The role of renin-angiotensin system activated phagocytes in the SARS-CoV-2 coronavirus infection

OBJECTIVE: Management of the pandemic caused by the novel coronavirus SARS-CoV-2 challenges both scientists and physicians to rapidly develop, and urgently assess, effective diagnostic tests and therapeutic interventions. The initial presentation of the disease in symptomatic patients is invariably respiratory, with dry cough being the main symptom, but an increasing number of reports reveal multiple-organ involvement. The aim of this review is to summarize the potential role of the renin-angiotensin system activated phagocytes in the pathogenesis of COVID-19 disease. METHODS: Data for this review were identified by searches of PubMed and references from relevant articles using the search terms “SARS,” “COVID-19,” “renin-angiotensin-system,” “phagocyte,” “reactive free radical,” “antioxidant,” “ARDS,” “thrombosis,” “myocardial,” “ischaemia,” “reperfusion,” “microvascular,” and “ACE2.” Abstracts and reports from meetings were not included in this work. Only articles published in English between 1976 and 2020 were reviewed.
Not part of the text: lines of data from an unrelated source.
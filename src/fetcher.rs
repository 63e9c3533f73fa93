use reqwest::header::HeaderMap;
use reqwest::StatusCode;
use serde_json::Value;
use tracing::{debug, info, warn};

use crate::config::{Config, USER_AGENT};
use crate::error::{AppError, Result};
use crate::types::{ApiQuota, RawEvent, SportInfo};

/// Client for The Odds API v4. Every call is a single GET with the key as a
/// query parameter; usage counters from the response headers are kept.
pub struct OddsClient {
    http: reqwest::Client,
    base_url: String,
    api_key: String,
    quota: ApiQuota,
}

fn parse_quota_header(headers: &HeaderMap, name: &str) -> Option<u64> {
    headers
        .get(name)
        .and_then(|v| v.to_str().ok())
        .and_then(|s| s.trim().parse::<f64>().ok())
        .filter(|v| v.is_finite() && *v >= 0.0)
        .map(|v| v as u64)
}

/// Upstream error bodies are `{"message": ...}`; fall back to the raw text.
fn error_message(body: &str) -> String {
    serde_json::from_str::<Value>(body)
        .ok()
        .and_then(|v| v.get("message").and_then(Value::as_str).map(str::to_string))
        .unwrap_or_else(|| body.chars().take(200).collect())
}

impl OddsClient {
    pub fn new(cfg: &Config) -> Result<Self> {
        let api_key = cfg.require_api_key()?.to_string();
        let http = reqwest::Client::builder()
            .timeout(cfg.request_timeout)
            .user_agent(USER_AGENT)
            .build()?;

        Ok(Self {
            http,
            base_url: cfg.odds_api_url.clone(),
            api_key,
            quota: ApiQuota::default(),
        })
    }

    /// Counters from the most recent response that carried them.
    pub fn last_quota(&self) -> ApiQuota {
        self.quota
    }

    /// `GET /sports`. In-season sports only unless `all`.
    pub async fn sports(&mut self, all: bool) -> Result<Vec<SportInfo>> {
        let mut query = Vec::new();
        if all {
            query.push(("all", "true"));
        }
        let body = self.get_json("/sports", &query).await?;
        Ok(serde_json::from_value(body)?)
    }

    /// `GET /sports/{sport}/events`: upcoming events without odds.
    pub async fn events(&mut self, sport: &str) -> Result<Vec<RawEvent>> {
        let body = self
            .get_json(&format!("/sports/{sport}/events"), &[("dateFormat", "iso")])
            .await?;
        let (events, skipped) = RawEvent::decode_list(body);
        debug!(sport, events = events.len(), skipped, "fetched events");
        Ok(events)
    }

    /// `GET /sports/{sport}/odds` for full-game markets.
    pub async fn odds(&mut self, sport: &str, regions: &str, markets: &str, odds_format: &str) -> Result<Vec<RawEvent>> {
        let body = self
            .get_json(
                &format!("/sports/{sport}/odds"),
                &[
                    ("regions", regions),
                    ("markets", markets),
                    ("oddsFormat", odds_format),
                    ("dateFormat", "iso"),
                ],
            )
            .await?;
        let (events, skipped) = RawEvent::decode_list(body);
        info!(sport, events = events.len(), skipped, "Fetched odds");
        Ok(events)
    }

    /// `GET /sports/{sport}/events/{event_id}/odds`: one event, any markets
    /// (player props are only served here).
    pub async fn event_odds(
        &mut self,
        sport: &str,
        event_id: &str,
        regions: &str,
        markets: &str,
        odds_format: &str,
    ) -> Result<RawEvent> {
        let body = self
            .get_json(
                &format!("/sports/{sport}/events/{event_id}/odds"),
                &[
                    ("regions", regions),
                    ("markets", markets),
                    ("oddsFormat", odds_format),
                    ("dateFormat", "iso"),
                ],
            )
            .await?;
        Ok(serde_json::from_value(body)?)
    }

    async fn get_json(&mut self, path: &str, query: &[(&str, &str)]) -> Result<Value> {
        let url = format!("{}{}", self.base_url, path);
        let resp = self
            .http
            .get(&url)
            .query(&[("apiKey", self.api_key.as_str())])
            .query(query)
            .send()
            .await?;

        // Read usage counters before consuming the body.
        let headers = resp.headers();
        let quota = ApiQuota {
            requests_remaining: parse_quota_header(headers, "x-requests-remaining"),
            requests_used: parse_quota_header(headers, "x-requests-used"),
            requests_last: parse_quota_header(headers, "x-requests-last"),
        };
        if quota != ApiQuota::default() {
            self.quota = quota;
            info!("[QUOTA] {path}: {quota}");
        }

        let status = resp.status();
        if status.is_success() {
            return Ok(resp.json::<Value>().await?);
        }

        let body = resp.text().await.unwrap_or_default();
        let message = error_message(&body);
        warn!(status = status.as_u16(), path, "Odds API error: {message}");
        Err(match status {
            StatusCode::UNAUTHORIZED => AppError::UpstreamAuth(message),
            StatusCode::TOO_MANY_REQUESTS => AppError::RateLimited(message),
            _ => AppError::UpstreamStatus {
                status: status.as_u16(),
                body: message,
            },
        })
    }
}


#[cfg(test)]
mod tests {
    use std::collections::HashMap;

    use axum::extract::{Path, Query};
    use axum::http::StatusCode;
    use axum::response::IntoResponse;
    use axum::routing::get;
    use axum::{Json, Router};
    use serde_json::json;

    use super::test_support::{spawn_stub, stub_config};
    use super::*;

    const QUOTA: [(&str, &str); 3] = [
        ("x-requests-remaining", "480"),
        ("x-requests-used", "20"),
        ("x-requests-last", "3"),
    ];

    async fn odds_handler(Path(sport): Path<String>, Query(q): Query<HashMap<String, String>>) -> impl IntoResponse {
        if q.get("apiKey").map(String::as_str) != Some("test-key") {
            return (StatusCode::UNAUTHORIZED, Json(json!({"message": "Invalid API key"}))).into_response();
        }
        let markets = q.get("markets").cloned().unwrap_or_default();
        (
            QUOTA,
            Json(json!([
                {
                    "id": "ev1",
                    "sport_key": sport,
                    "home_team": "Boston Celtics",
                    "away_team": "New York Knicks",
                    "commence_time": "2026-10-19T23:30:00Z",
                    "bookmakers": [{"key": "dk", "title": "DK", "markets": [
                        {"key": markets, "outcomes": [{"name": "Boston Celtics", "price": 1.6}]}
                    ]}]
                },
                "not an event"
            ])),
        )
            .into_response()
    }

    async fn event_odds_handler(Path((_sport, event_id)): Path<(String, String)>) -> impl IntoResponse {
        Json(json!({
            "id": event_id,
            "bookmakers": [{"key": "dk", "title": "DK", "markets": [{"key": "player_points", "outcomes": [
                {"name": "Over", "description": "J. Smith", "price": 1.9, "point": 24.5}
            ]}]}]
        }))
    }

    async fn events_handler(Path(sport): Path<String>) -> impl IntoResponse {
        match sport.as_str() {
            "limited" => (StatusCode::TOO_MANY_REQUESTS, "Usage quota has been reached").into_response(),
            "broken" => (StatusCode::INTERNAL_SERVER_ERROR, Json(json!({"message": "boom"}))).into_response(),
            _ => Json(json!([])).into_response(),
        }
    }

    fn stub_app() -> Router {
        Router::new()
            .route("/sports", get(|| async { Json(json!([{"key": "basketball_nba", "group": "Basketball", "title": "NBA", "active": true}])) }))
            .route("/sports/:sport/odds", get(odds_handler))
            .route("/sports/:sport/events/:event_id/odds", get(event_odds_handler))
            .route("/sports/:sport/events", get(events_handler))
    }

    #[tokio::test]
    async fn odds_decodes_events_and_records_quota() {
        let base = spawn_stub(stub_app()).await;
        let mut client = OddsClient::new(&stub_config(&base)).unwrap();

        let events = client.odds("basketball_nba", "us", "h2h", "decimal").await.unwrap();
        assert_eq!(events.len(), 1);
        assert_eq!(events[0].sport_key, "basketball_nba");
        assert_eq!(events[0].bookmakers[0].markets[0].key, "h2h");

        let quota = client.last_quota();
        assert_eq!(quota.requests_remaining, Some(480));
        assert_eq!(quota.requests_used, Some(20));
        assert_eq!(quota.requests_last, Some(3));
    }

    #[tokio::test]
    async fn event_odds_returns_one_event() {
        let base = spawn_stub(stub_app()).await;
        let mut client = OddsClient::new(&stub_config(&base)).unwrap();
        let event = client
            .event_odds("basketball_nba", "ev42", "us", "player_points", "decimal")
            .await
            .unwrap();
        assert_eq!(event.id, "ev42");
        assert_eq!(event.outcome_count(), 1);
        // No quota headers on this route; counters stay unset.
        assert_eq!(client.last_quota(), ApiQuota::default());
    }

    #[tokio::test]
    async fn sports_listing_decodes() {
        let base = spawn_stub(stub_app()).await;
        let mut client = OddsClient::new(&stub_config(&base)).unwrap();
        let sports = client.sports(false).await.unwrap();
        assert_eq!(sports[0].key, "basketball_nba");
        assert!(sports[0].active);
    }

    #[tokio::test]
    async fn unauthorized_maps_to_auth_error() {
        let base = spawn_stub(stub_app()).await;
        let mut cfg = stub_config(&base);
        cfg.odds_api_key = Some("wrong-key".to_string());
        let mut client = OddsClient::new(&cfg).unwrap();

        let err = client.odds("basketball_nba", "us", "h2h", "decimal").await.unwrap_err();
        match err {
            AppError::UpstreamAuth(msg) => assert_eq!(msg, "Invalid API key"),
            other => panic!("expected auth error, got {other:?}"),
        }
    }

    #[tokio::test]
    async fn status_codes_map_to_error_kinds() {
        let base = spawn_stub(stub_app()).await;
        let mut client = OddsClient::new(&stub_config(&base)).unwrap();

        let err = client.events("limited").await.unwrap_err();
        assert!(matches!(err, AppError::RateLimited(ref m) if m.contains("quota")));
        assert!(err.is_run_fatal());

        let err = client.events("broken").await.unwrap_err();
        assert!(matches!(err, AppError::UpstreamStatus { status: 500, ref body } if body == "boom"));
        assert!(!err.is_run_fatal());
    }

    #[test]
    fn missing_key_fails_before_any_request() {
        let mut cfg = stub_config("http://127.0.0.1:9");
        cfg.odds_api_key = None;
        assert!(matches!(OddsClient::new(&cfg), Err(AppError::Config(_))));
    }

    #[test]
    fn quota_header_parsing_tolerates_junk() {
        let mut headers = HeaderMap::new();
        headers.insert("x-requests-remaining", "12.0".parse().unwrap());
        headers.insert("x-requests-used", "lots".parse().unwrap());
        assert_eq!(parse_quota_header(&headers, "x-requests-remaining"), Some(12));
        assert_eq!(parse_quota_header(&headers, "x-requests-used"), None);
        assert_eq!(parse_quota_header(&headers, "x-requests-last"), None);
    }
}
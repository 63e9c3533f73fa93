//! Shared health state for the /health endpoint.
//! Updated by the request-tracking middleware, read by the handler.

use std::sync::atomic::{AtomicU64, Ordering};
use std::sync::Arc;
use std::time::Instant;

use axum::{
    extract::{Request, State},
    middleware::Next,
    response::Response,
};

/// Request counters for the running server.
pub struct HealthState {
    started_at: Instant,
    requests_served: AtomicU64,
    /// Responses with a 5xx status.
    server_errors: AtomicU64,
}

impl Default for HealthState {
    fn default() -> Self {
        Self {
            started_at: Instant::now(),
            requests_served: AtomicU64::new(0),
            server_errors: AtomicU64::new(0),
        }
    }
}

impl HealthState {
    pub fn new() -> Self {
        Self::default()
    }

    pub fn record_response(&self, status: u16) {
        self.requests_served.fetch_add(1, Ordering::Relaxed);
        if status >= 500 {
            self.server_errors.fetch_add(1, Ordering::Relaxed);
        }
    }

    pub fn uptime_secs(&self) -> u64 {
        self.started_at.elapsed().as_secs()
    }

    pub fn requests_served(&self) -> u64 {
        self.requests_served.load(Ordering::Relaxed)
    }

    pub fn server_errors(&self) -> u64 {
        self.server_errors.load(Ordering::Relaxed)
    }
}

/// Counts every response by status.
pub async fn track_requests(State(health): State<Arc<HealthState>>, req: Request, next: Next) -> Response {
    let resp = next.run(req).await;
    health.record_response(resp.status().as_u16());
    resp
}
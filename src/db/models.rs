//! Row types for the aggregate dashboard queries in `queries.rs`.
//! Flat quote rows decode straight into `types::FlatRecord`.

use chrono::{DateTime, Utc};
use serde::Serialize;

#[derive(Debug, Clone, Serialize, sqlx::FromRow)]
pub struct SportRow {
    pub sport_key: String,
    pub sport_title: String,
    pub game_count: i64,
}

#[derive(Debug, Clone, Serialize, sqlx::FromRow)]
pub struct GameRow {
    pub event_id: String,
    pub sport_key: String,
    pub sport_title: String,
    pub home_team: String,
    pub away_team: String,
    pub commence_time: Option<DateTime<Utc>>,
    /// Distinct subjects quoted for this game.
    pub subject_count: i64,
    pub bookmaker_count: i64,
    pub last_ingested: Option<DateTime<Utc>>,
}

/// A name matched by search with how many games it appears in.
#[derive(Debug, Clone, Serialize, sqlx::FromRow)]
pub struct NameHitRow {
    pub name: String,
    pub game_count: i64,
}

#[derive(Debug, Clone, Serialize, sqlx::FromRow)]
pub struct GameHitRow {
    pub event_id: String,
    pub home_team: String,
    pub away_team: String,
    pub commence_time: Option<DateTime<Utc>>,
}

/// One (game, prop type, line) entry in a subject's history.
#[derive(Debug, Clone, Serialize, sqlx::FromRow)]
pub struct HistoryRow {
    pub event_id: String,
    pub home_team: String,
    pub away_team: String,
    pub commence_time: Option<DateTime<Utc>>,
    pub prop_type: String,
    pub line: Option<f64>,
    pub bookmaker_count: i64,
    pub avg_over_price: Option<f64>,
    pub avg_under_price: Option<f64>,
}

#[derive(Debug, Clone, Serialize, sqlx::FromRow)]
pub struct StatsRow {
    pub total_props: i64,
    pub unique_subjects: i64,
    pub total_games: i64,
    pub today_games: i64,
    pub unique_bookmakers: i64,
    pub last_update: Option<DateTime<Utc>>,
}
RESULTS: The cellular target of SARS viruses is the angiotensin-converting enzyme 2, a critical regulating protein in the renin-angiotensin system. The elimination of this enzyme by the viral spike protein results in excessive activation of phagocytes, migration into the tissues via the high endothelial venules, and an oxidative burst. In the case of an overstimulated host immune response, not only devastating respiratory symptoms but even systemic or multiorgan involvement may be observed. CONCLUSIONS: Early-stage medical interventions may assist in returning the exaggerated immune response to a normal range; however, some therapeutic delay might result in excessive tissue damages, occasionally mimicking a systemic disease with a detrimental outcome.